Thursday, August 24, 2006

I slept reasonably
alright from 5:30am-noon. My wife’s alarm went off at 11am so she could do a bottle run. Otherwise, I’m doing alright. I was going to go into work for this afternoon but because of Anne’s bottle run, couldn’t manage but I will go in for tomorrow afternoon and Saturday. Isn’t this interesting, Pluto is no longer considered a planet. Mainly because of it’s wobbly orbit and astronomers found several other “planetoids” earlier like Xena. Now, we have 8 planets instead of 9. I wonder what the astrological implications of downgrading Pluto’s status is?

In just a few days Atlantis is heading up into space. Seems Nasa is going to provide a new truss the size of 1.7 times the size of a city bus. I wish Nasa would wake up and smell the coffee and utilize Bigelow aerospace habitats as their space station source. But getting back to the space shuttle, the next Gen “shuttle” system looks like the old Apollo vehicle. I think what Nasa is concerned about is something like a paint chip object hurtling through orbit colliding with one of these inflatable habitats. So far though, nothing has (as far as I know) has damaged the ISS.

God those people upstairs are horrible neighbors. Their walking all over the place and their almost giving me a head ache. Especially their little daughter. She runs around up there like its a playground and we hear every footfall like it’s a heard of cattle over our heads.
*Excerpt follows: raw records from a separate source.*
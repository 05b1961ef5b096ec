use ratatui::{
    layout::{Alignment, Rect},
    style::{Color, Modifier, Style},
    text::{Line, Span},
    widgets::Paragraph,
    Frame,
};

use crate::AppState;

pub struct ShortcutsWidget;

impl ShortcutsWidget {
    pub fn render(frame: &mut Frame, area: Rect, _state: &AppState) {
        let key = Style::default()
            .fg(Color::Yellow)
            .add_modifier(Modifier::BOLD);
        let text = Style::default().fg(Color::Gray);

        let shortcuts_text = vec![Line::from(vec![
            Span::styled("Press ", text),
            Span::styled("q", key),
            Span::styled(" to quit, ", text),
            Span::styled("r", key),
            Span::styled(" to reload the log, ", text),
            Span::styled("l", key),
            Span::styled(" for charge events", text),
        ])];

        let shortcuts = Paragraph::new(shortcuts_text).alignment(Alignment::Center);

        frame.render_widget(shortcuts, area);
    }
}
use ratatui::{
    layout::{Alignment, Constraint, Rect},
    style::{Color, Modifier, Style},
    text::{Line, Span},
    widgets::{Block, Clear, Row, Table},
    Frame,
};

use crate::AppState;

pub struct ChargeLogPopupWidget;

impl ChargeLogPopupWidget {
    pub fn render(frame: &mut Frame, area: Rect, state: &AppState) {
        let popup_area = Self::centered_rect(70, 80, area);

        // Clear the area first
        frame.render_widget(Clear, popup_area);

        let header = Row::new(vec!["Date", "Saver", "Start", "End", "+%", "Next in"]).style(
            Style::default()
                .fg(Color::Cyan)
                .add_modifier(Modifier::BOLD),
        );

        // newest first so the latest charges stay visible in short terminals
        let rows: Vec<Row> = state
            .monitor
            .events()
            .iter()
            .rev()
            .map(|event| {
                let delta_style = if event.percent_delta() < 0 {
                    Style::default().fg(Color::Red)
                } else {
                    Style::default().fg(Color::Green)
                };

                Row::new(vec![
                    Line::from(event.date().to_string()),
                    Line::from(if event.battery_saver() { "on" } else { "off" }),
                    Line::from(format!("{}%", event.start_percent())),
                    Line::from(format!("{}%", event.end_percent())),
                    Line::from(Span::styled(
                        format!("{:+}", event.percent_delta()),
                        delta_style,
                    )),
                    Line::from(
                        event
                            .days_until_next()
                            .map(|d| format!("{} d", d))
                            .unwrap_or_else(|| "-".to_string()),
                    ),
                ])
            })
            .collect();

        let widths = [
            Constraint::Length(12),
            Constraint::Length(6),
            Constraint::Length(6),
            Constraint::Length(6),
            Constraint::Length(6),
            Constraint::Min(8),
        ];

        let title = format!("Charge Log ({} events)", state.monitor.event_count());
        let table = Table::new(rows, widths).header(header).block(
            Block::bordered()
                .title(title)
                .title_alignment(Alignment::Center)
                .title_bottom(Line::from(vec![
                    Span::styled(" Press ", Style::default().fg(Color::Gray)),
                    Span::styled(
                        "l",
                        Style::default()
                            .fg(Color::Yellow)
                            .add_modifier(Modifier::BOLD),
                    ),
                    Span::styled(" to close ", Style::default().fg(Color::Gray)),
                ]))
                .style(Style::default().fg(Color::White)),
        );

        frame.render_widget(table, popup_area);
    }

    fn centered_rect(percent_x: u16, percent_y: u16, r: Rect) -> Rect {
        let popup_layout = ratatui::layout::Layout::default()
            .direction(ratatui::layout::Direction::Vertical)
            .constraints([
                Constraint::Percentage((100 - percent_y) / 2),
                Constraint::Percentage(percent_y),
                Constraint::Percentage((100 - percent_y) / 2),
            ])
            .split(r);

        ratatui::layout::Layout::default()
            .direction(ratatui::layout::Direction::Horizontal)
            .constraints([
                Constraint::Percentage((100 - percent_x) / 2),
                Constraint::Percentage(percent_x),
                Constraint::Percentage((100 - percent_x) / 2),
            ])
            .split(popup_layout[1])[1]
    }
}
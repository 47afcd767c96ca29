//! Variant origin resolution
//!
//! A record whose origin text reads "variant of Amy" (or a related phrase)
//! inherits Amy's origin — the value is copied, not referenced. When the
//! base name is unknown to the store, or has no real origin of its own, the
//! record is left untouched rather than guessed at.

use crate::models::{NameRecord, OriginValue};
use lazy_static::lazy_static;
use regex::Regex;
use std::collections::HashMap;

lazy_static! {
    /// "variant of X", "derived from X", "diminutive of X", "short form of
    /// X", "feminine/masculine form of X", "form of X"
    static ref VARIANT_PHRASE: Regex = Regex::new(
        r"(?i)\b(?:variant\s+of|derived\s+from|diminutive\s+of|short\s+form\s+of|feminine\s+form\s+of|masculine\s+form\s+of|form\s+of)\s+([A-Za-z][A-Za-z'\-]+)"
    )
    .unwrap();
}

/// Lowercased name → that record's origin, for every record with a real
/// origin claim.
pub type NameIndex = HashMap<String, OriginValue>;

/// Build the lookup index over the full record set.
pub fn build_name_index<'a>(records: impl Iterator<Item = &'a NameRecord>) -> NameIndex {
    let mut index = NameIndex::new();
    for record in records {
        if let Some(origin) = &record.origin {
            if !origin.is_placeholder() {
                // first occurrence wins, matching merge precedence
                index.entry(record.key()).or_insert_with(|| origin.clone());
            }
        }
    }
    index
}

/// Extract the referenced base name from an origin text, if any.
pub fn referenced_name(text: &str) -> Option<&str> {
    VARIANT_PHRASE
        .captures(text)
        .and_then(|c| c.get(1))
        .map(|m| m.as_str())
}

/// Replace a variant record's origin with its base name's origin.
/// Returns true when the origin was inherited.
pub fn resolve_variant(record: &mut NameRecord, index: &NameIndex) -> bool {
    let text = record.origin_text();
    let Some(base) = referenced_name(&text) else {
        return false;
    };

    let Some(base_origin) = index.get(&base.to_lowercase()) else {
        tracing::debug!(name = %record.name, base = base, "Variant base name not in store");
        return false;
    };

    if record.origin.as_ref() == Some(base_origin) {
        return false;
    }

    tracing::debug!(
        name = %record.name,
        base = base,
        inherited = %base_origin.as_text(),
        "Inherited origin from base name"
    );
    record.origin = Some(base_origin.clone());
    true
}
The place below us was vacant just before the quiet old couple moved out in June, management should have moved the people above us down there saying this place is spoken for. That’s why management has ground floor apartments, for kids.

In a related story, vacancy rates are down like 1.5% here in Alberta. We haven’t seen anything like this since the mid 1970’s during the first oil boom. I don’t know what Alberta’s unemployment rate currently is at but it’s probably around 3%. So long as the price of a barrel of crude oil remains over $50 a barrel the economy will continue to grow and I doubt that oil will drop to those levels. So far this year alone, 90,000 people have migrated into Alberta but because of the low Vacancy rate people are forced to sleep outside in the summer. Add high rents and we have a problem here. But when the boom goes bust many of these people like they did in the 1970’s will migrate back where they came from. It’s not a question of if the boom goes bust but when. But at least when the bust happens it won’t be as bad as it was in 1982. When the unemployment rate adjusts back to something like 6% housing vacancies will be more plentiful. When will the current Alberta economy bust again? I’d say by the end of this decade. Unemployment might not be 6% but about 5% and the economy will cool off significantly. It goes in cycles.

Anyway, time to make my Blog rounds.